What’s your story? Or better yet: What story are you living? What story are you allowing to define you? As followers of Jesus, we share the same history…the same story. But are we allowing it to shape us? If not, we will be susceptible to other stories shaping us, and we will not live in the victory, experience the peace, nor be a blessing like God has designed us to be.
The Bible is the story of us. It’s our story. The history of God’s people is our history too, and knowing this is vital to our present and future. As I get older, I have a growing desire to know where I came from, and so the last time my parents visited, I asked them to tell us about their parents, grandparents, and great grandparents.
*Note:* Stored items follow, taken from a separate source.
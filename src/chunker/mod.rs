//! Token-bounded chunking of blob content.
//!
//! Splits a blob's text into [`CodeChunk`]s that never exceed a token
//! budget, preferring to break at declaration boundaries (via
//! `tree-sitter`), then blank-line paragraphs, then newlines, then
//! arbitrary character windows, in that order.
mod ast;

use std::collections::HashMap;
use std::sync::OnceLock;
use tiktoken_rs::CoreBPE;

/// A token-bounded slice of a blob.
#[derive(Debug, Clone, PartialEq)]
pub struct CodeChunk {
    pub content: String,
    pub start_line: usize,
    pub end_line: usize,
    pub token_count: usize,
    pub metadata: HashMap<String, String>,
}

fn tokenizer() -> &'static CoreBPE {
    static TOKENIZER: OnceLock<CoreBPE> = OnceLock::new();
    TOKENIZER.get_or_init(|| tiktoken_rs::cl100k_base().expect("cl100k_base tokenizer assets"))
}

/// Token count using the embedding model's cl100k-style BPE tokenizer.
pub fn count_tokens(text: &str) -> usize {
    tokenizer().encode_with_special_tokens(text).len()
}

/// Truncate `text` to at most `max_tokens` tokens, at a token boundary.
fn truncate_to_tokens(text: &str, max_tokens: usize) -> String {
    let bpe = tokenizer();
    let tokens = bpe.encode_with_special_tokens(text);
    if tokens.len() <= max_tokens {
        return text.to_string();
    }
    bpe.decode(tokens[..max_tokens].to_vec())
        .unwrap_or_else(|_| text.to_string())
}

/// Chunk overlap between adjacent chunks, as a fraction of `max_tokens`.
/// Zero by default, matching the original implementation's chunker, which
/// has no overlap parameter. Kept as a documented, unused-by-default knob
/// rather than wired into any interface.
#[allow(dead_code)]
const CHUNK_OVERLAP_RATIO: f32 = 0.0;

/// Split `content` (already replacement-decoded to UTF-8) into token-bounded
/// chunks. Returns an empty vec for empty content. `language` drives the
/// tree-sitter grammar selection for declaration-boundary splitting; an
/// unrecognized or `None` language falls back straight to line/window
/// splitting. `blob_sha` is stamped onto every chunk's metadata so it
/// survives independently of the embedding call that follows.
pub fn chunk_file(
    content: &str,
    blob_sha: &str,
    language: Option<&str>,
    max_tokens: usize,
) -> Vec<CodeChunk> {
    if content.is_empty() {
        return Vec::new();
    }

    let segments = match language.and_then(|lang| ast::declaration_segments(lang, content)) {
        Some(segments) if !segments.is_empty() => segments,
        _ => paragraph_segments(content),
    };

    let mut pieces: Vec<(String, usize, usize)> = Vec::new();
    for seg in segments {
        split_segment_to_budget(&seg, max_tokens, &mut pieces);
    }

    let total_chunks = pieces.len();
    let lang_label = language.unwrap_or("unknown").to_string();
    pieces
        .into_iter()
        .enumerate()
        .map(|(idx, (text, start_line, end_line))| {
            let token_count = count_tokens(&text);
            let mut metadata = HashMap::new();
            metadata.insert("blob_sha".to_string(), blob_sha.to_string());
            metadata.insert("chunk_index".to_string(), idx.to_string());
            metadata.insert("total_chunks".to_string(), total_chunks.to_string());
            metadata.insert("language".to_string(), lang_label.clone());
            CodeChunk {
                content: text,
                start_line,
                end_line,
                token_count,
                metadata,
            }
        })
        .collect()
}

pub(super) struct Segment {
    pub(super) text: String,
    pub(super) start_line: usize,
}

/// Blank-line-separated paragraphs, each tagged with its starting line.
/// Blank lines are kept, appended to the paragraph they close, so the
/// concatenation of every returned segment's `text` reproduces `content`
/// exactly.
fn paragraph_segments(content: &str) -> Vec<Segment> {
    let mut segments = Vec::new();
    let mut current = String::new();
    let mut current_start = 1usize;
    let mut has_content = false;

    for (i, line) in content.lines().enumerate() {
        let line_no = i + 1;
        if current.is_empty() {
            current_start = line_no;
        }
        current.push_str(line);
        current.push('\n');

        if line.trim().is_empty() {
            if has_content {
                segments.push(Segment {
                    text: std::mem::take(&mut current),
                    start_line: current_start,
                });
                has_content = false;
            }
        } else {
            has_content = true;
        }
    }
    if !current.is_empty() {
        segments.push(Segment {
            text: current,
            start_line: current_start,
        });
    }
    segments
}

/// Split a single segment (already declaration- or paragraph-bounded) into
/// pieces that each fit within `max_tokens`, falling back to line-by-line
/// and then character-window splitting for oversize segments.
fn split_segment_to_budget(
    seg: &Segment,
    max_tokens: usize,
    out: &mut Vec<(String, usize, usize)>,
) {
    let token_count = count_tokens(&seg.text);
    if token_count <= max_tokens {
        let end_line = seg.start_line + seg.text.lines().count().saturating_sub(1);
        out.push((seg.text.clone(), seg.start_line, end_line.max(seg.start_line)));
        return;
    }

    // Too big for one chunk: fall back to line-by-line accumulation.
    let mut buf = String::new();
    let mut buf_start = seg.start_line;
    let mut line_no = seg.start_line;
    for line in seg.text.lines() {
        let candidate = if buf.is_empty() {
            line.to_string()
        } else {
            format!("{buf}\n{line}")
        };
        if count_tokens(&candidate) > max_tokens && !buf.is_empty() {
            let end_line = line_no.saturating_sub(1).max(buf_start);
            out.push((buf.clone(), buf_start, end_line));
            buf.clear();
            buf_start = line_no;
            buf = line.to_string();
        } else {
            buf = candidate;
        }

        // A single line alone may still exceed the budget; truncate at the
        // token boundary nearest max_tokens rather than looping forever.
        if count_tokens(&buf) > max_tokens {
            let truncated = truncate_to_tokens(&buf, max_tokens);
            out.push((truncated, buf_start, line_no));
            buf.clear();
            buf_start = line_no + 1;
        }
        line_no += 1;
    }
    if !buf.is_empty() {
        let end_line = line_no.saturating_sub(1).max(buf_start);
        out.push((buf, buf_start, end_line));
    }
}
I wanted my kids to hear this too so that they would know where they came from as well. They heard my dad tell about how his dad had fought in World War II and watched as Mussolini was hanged. They heard my mom share how her dad was a driver for the first public bus company in Ohio. He drove a bus that was made of wood! My dad revealed that his grandfather was a baptist minister – something that greatly interested me seeing that this is what I am too! I believe that it’s vital for us and our children to know from whom we’ve come in order to help us know why we are who we are.
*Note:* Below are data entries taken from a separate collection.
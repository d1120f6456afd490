//! Search orchestrator: cache lookup -> embed-on-miss -> cache-write -> store search.
use crate::chunker::CodeChunk;
use crate::embedding::Embedder;
use crate::error::{GitCtxError, ValidationError};
use crate::store::{SearchHit, VectorStore};
use sha2::{Digest, Sha256};
use std::collections::HashMap;
use std::sync::Arc;

/// Runs a single query through the embed-cache-search pipeline.
///
/// Fails fast on an empty or whitespace-only query, before ever touching
/// the cache, the embedder, or the store.
pub async fn run_search(
    query: &str,
    limit: usize,
    head_only: bool,
    embedder: Arc<dyn Embedder>,
    store: Arc<dyn VectorStore>,
) -> Result<Vec<SearchHit>, GitCtxError> {
    if query.trim().is_empty() {
        return Err(ValidationError::EmptyQuery.into());
    }

    let model = embedder.model_name();
    let cache_key = query_cache_key(query, model);

    let vector = match store.get_query_embedding(&cache_key).await? {
        Some(vector) => {
            tracing::debug!(cache_key, "query embedding cache hit");
            vector
        }
        None => {
            tracing::debug!(cache_key, "query embedding cache miss, calling embedder");
            let vector = embed_query(embedder.as_ref(), query).await?;
            store
                .cache_query_embedding(&cache_key, query, &vector, model)
                .await?;
            vector
        }
    };

    store.search(&vector, limit, head_only).await
}

/// `SHA-256(query || model)`, hex-encoded.
fn query_cache_key(query: &str, model: &str) -> String {
    let mut hasher = Sha256::new();
    hasher.update(query.as_bytes());
    hasher.update(model.as_bytes());
    format!("{:x}", hasher.finalize())
}

async fn embed_query(embedder: &dyn Embedder, query: &str) -> Result<Vec<f32>, GitCtxError> {
    let chunk = CodeChunk {
        content: query.to_string(),
        start_line: 1,
        end_line: 1,
        token_count: crate::chunker::count_tokens(query),
        metadata: HashMap::new(),
    };
    let mut embeddings = embedder.embed_chunks("query", std::slice::from_ref(&chunk)).await?;
    embeddings
        .pop()
        .map(|e| e.vector)
        .ok_or_else(|| GitCtxError::other("embedder returned no vector for query"))
}

#[cfg(test)]
mod tests {
    use super::*;
    use crate::store::{IndexState, LocationsBySha, StoreStatistics};
    use async_trait::async_trait;

    #[test]
    fn cache_key_is_stable_and_model_sensitive() {
        let a = query_cache_key("hello world", "text-embedding-3-small");
        let b = query_cache_key("hello world", "text-embedding-3-small");
        let c = query_cache_key("hello world", "text-embedding-3-large");
        assert_eq!(a, b);
        assert_ne!(a, c);
        assert_eq!(a.len(), 64);
    }

    struct UnreachableEmbedder;

    #[async_trait]
    impl Embedder for UnreachableEmbedder {
        async fn embed_chunks(
            &self,
            _blob_sha: &str,
            _chunks: &[CodeChunk],
        ) -> Result<Vec<crate::embedding::Embedding>, GitCtxError> {
            panic!("embedder should not be called for an empty query");
        }
        fn estimate_cost(&self, _token_count: u64) -> f64 {
            0.0
        }
        fn model_name(&self) -> &str {
            "text-embedding-3-small"
        }
        fn dimensions(&self) -> usize {
            1536
        }
    }

    struct UnreachableStore;

    #[async_trait]
    impl VectorStore for UnreachableStore {
        async fn add_chunks_batch(
            &self,
            _embeddings: &[crate::embedding::Embedding],
            _locations: &LocationsBySha,
        ) -> Result<usize, GitCtxError> {
            unreachable!()
        }
        async fn refresh_locations(
            &self,
            _blob_sha: &str,
            _locations: &[crate::git::BlobLocation],
        ) -> Result<(), GitCtxError> {
            unreachable!()
        }
        async fn optimize(&self) -> Result<(), GitCtxError> {
            unreachable!()
        }
        async fn search(
            &self,
            _query_vector: &[f32],
            _limit: usize,
            _head_only: bool,
        ) -> Result<Vec<SearchHit>, GitCtxError> {
            unreachable!()
        }
        async fn get_query_embedding(&self, _cache_key: &str) -> Result<Option<Vec<f32>>, GitCtxError> {
            unreachable!()
        }
        async fn cache_query_embedding(
            &self,
            _cache_key: &str,
            _query_text: &str,
            _vector: &[f32],
            _model: &str,
        ) -> Result<(), GitCtxError> {
            unreachable!()
        }
        async fn load_index_state(&self) -> Result<IndexState, GitCtxError> {
            unreachable!()
        }
        async fn save_index_state(&self, _state: &IndexState) -> Result<(), GitCtxError> {
            unreachable!()
        }
        async fn count(&self) -> Result<usize, GitCtxError> {
            unreachable!()
        }
        async fn get_statistics(&self) -> Result<StoreStatistics, GitCtxError> {
            unreachable!()
        }
    }

    struct CountingEmbedder {
        calls: std::sync::atomic::AtomicUsize,
    }

    #[async_trait]
    impl Embedder for CountingEmbedder {
        async fn embed_chunks(
            &self,
            _blob_sha: &str,
            chunks: &[CodeChunk],
        ) -> Result<Vec<crate::embedding::Embedding>, GitCtxError> {
            self.calls.fetch_add(1, std::sync::atomic::Ordering::SeqCst);
            Ok(chunks
                .iter()
                .map(|c| crate::embedding::Embedding {
                    vector: vec![0.1, 0.2, 0.3],
                    token_count: c.token_count,
                    model: self.model_name().to_string(),
                    cost_usd: 0.0,
                    blob_sha: "query".to_string(),
                    chunk_index: 0,
                    chunk_content: c.content.clone(),
                    start_line: c.start_line,
                    end_line: c.end_line,
                    total_chunks: 1,
                    language: "text".to_string(),
                    api_token_count: None,
                })
                .collect())
        }
        fn estimate_cost(&self, _token_count: u64) -> f64 {
            0.0
        }
        fn model_name(&self) -> &str {
            "text-embedding-3-small"
        }
        fn dimensions(&self) -> usize {
            3
        }
    }

    #[tokio::test]
    async fn repeated_query_hits_the_cache_and_embeds_only_once() {
        let tmp = tempfile::tempdir().unwrap();
        let store: Arc<dyn VectorStore> = Arc::new(
            crate::store::LanceStore::open(&tmp.path().join("db"), 3)
                .await
                .unwrap(),
        );
        let embedder = Arc::new(CountingEmbedder {
            calls: std::sync::atomic::AtomicUsize::new(0),
        });

        run_search("find the parser", 5, false, embedder.clone(), store.clone())
            .await
            .unwrap();
        assert_eq!(embedder.calls.load(std::sync::atomic::Ordering::SeqCst), 1);

        run_search("find the parser", 5, false, embedder.clone(), store.clone())
            .await
            .unwrap();
        assert_eq!(
            embedder.calls.load(std::sync::atomic::Ordering::SeqCst),
            1,
            "second identical query must be served from the query cache"
        );
    }

    #[tokio::test]
    async fn empty_query_fails_fast_without_touching_embedder_or_store() {
        let err = run_search(
            "   ",
            10,
            false,
            Arc::new(UnreachableEmbedder),
            Arc::new(UnreachableStore),
        )
        .await
        .unwrap_err();
        assert!(matches!(err, GitCtxError::Validation(ValidationError::EmptyQuery)));
    }
}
More importantly, I believe that it is essential for us to know and understand the story of God and His people as chronicled in the Bible. All human beings have been created by God and made in His image, and as we will see, God desires to be in relationship with His image-bearers. The Old Testament records God’s loving and relentless pursuit of His chosen people and His desire for His people to be a blessing to all the peoples of the earth. The New Testament reveals God’s ultimate love for all people through the life, death, and resurrection of Jesus Christ, God’s only Son, who paid the penalty for man’s sin once and for all…but I’m getting ahead of myself. Because this story is so important, let me start at the beginning.
In the beginning, God created… These are the first words of the Bible, and they serve as the opening scene of the opening act of our story. God created the world and then He created man – the only beings made in His image. Man is given the mandate to rule, which is displayed in Adam (the first man) given the task of naming the animals. God says that if man obeys His mandate and does what they’ve been purposed to do, they will be blessed. However, if man chooses instead to throw off the purpose and reign of God by disobeying Him, then the result will be curses and death. Of course, like with any good story, a major conflict occurs. Sin makes it’s nasty appearance through a corrupted created being named Satan. He tempts Adam and Eve to throw off God’s reign in their lives, and sadly, they give in. Their mutiny against God’s reign resulted in God’s perfect creation being destroyed. This was not just true for man but for ALL creation. Everything God created was wrecked by sin. The Bible says that because of sin, all creation is “groaning” under the weight of sin. This is our story; it’s a story marred by sin and rebellion toward our Creator.
The initial sin of Adam and Eve begins to ripple out, and it’s effects are widespread and devastating. When the gates of Eden close behind Adam and Eve, they do not cease to be what God has created. They remain in the image of God, but how they are human is deeply affected. So too is it with us. Our sin and rebellion deeply impacts how we live our lives and carry out God’s purpose for us as well. Adam and Eve go on living, and Eve gives birth (painfully because of the curse) to two healthy sons. They are a family – just as God designed things before the fall. But as we move through their story (which is part of our story too), we soon see that the terrible change in the story is apparent.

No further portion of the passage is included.